Only he still then follows the plot of that Western quest for gold, gunfighters, bandits, doublecrosses. But until the end of the film, none of the non-Civil War stuff (save Wallach’s solo hilarities) can compare to what Leone’s doing with the Civil War stuff. The prison camp sequence is jarring and affecting, it’s also nothing compared to what Leone’s got coming.

There’s a shorter sequence involving Eastwood and Wallach coming upon a Union encampment. They’re on one side of the river, the Confederates are on the other. They’re fighting over the bridge. The Union captain (Aldo Giuffrè, in what’s got to be one of the best dubbed performances ever) is a drunk, crushed under the weight of sending his men to needlessly die twice a day for a bridge he wishes he could destroy.

If Eastwood had a real character arc, this sequence would kick off its final stage. He doesn’t though, but the movie uses him like he does and–for a while–gets to pretend it’s a thoughtful look at the two bandits encountering an entirely different kind of violence than they’re used to experiencing. It doesn’t even last as long as Eastwood and Wallach are at the Union camp, but it’s spectacular. It picks up again a little when they continue on their way to the inevitable showdown over the gold; just for Eastwood though. The film’s back to treating Wallach as the lovable bastard.

The Civil War material is passionate–with the Ennio Morricone score having a different, more romantic tone than the Western action sequences–and technically ambitious in terms of scale. The Western action sequences (for the most part, Eastwood and Wallach taking on Van Cleef’s thugs is a confused mix of the two styles) are a glorious mix of composition, editing, music, and photography. The cemetery-set finale, with Van Cleef, Eastwood, and Wallach in a standoff, the cuts getting more rapid between their faces, the tension (and music) intensifying with each cut, is a fantastic style culmination.

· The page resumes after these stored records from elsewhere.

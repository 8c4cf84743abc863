//! AWS API interface: ports used by the CI handlers, and the event and build
//! types flowing through them.

#![warn(clippy::all)]

mod errors;
pub mod files;
mod interface;
pub mod types;

pub use errors::{ApiError, Result};
pub use interface::{BuildService, RepositoryService};
#[cfg(any(test, feature = "testkit"))]
pub use interface::{MockBuildService, MockRepositoryService};
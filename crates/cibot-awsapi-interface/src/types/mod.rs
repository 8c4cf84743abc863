pub mod builds;
pub mod notifications;
pub mod pulls;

It’d be even better if Leone could’ve somehow figured a way to integrate the film’s differing tones. He doesn’t even try. He toggles away from the war rumination and back to the Western action. It’s great action. It’s just nowhere near as special (or as ambitious) as that war rumination.

The Good, the Bad and the Ugly is a technical marvel, with some great performances–Wallach, Van Cleef, Giuffrè–and superior photography, editing, and music. Eastwood’s perfectly good, he just doesn’t get any material. Visually, Wallach’s his stooge. Narratively, with the two Civil War reaction exceptions towards the end, Eastwood’s Wallach’s stooge. Van Cleef isn’t in it enough to be distinct to the narrative, his vicious, brutal performance does wonders what little he does get.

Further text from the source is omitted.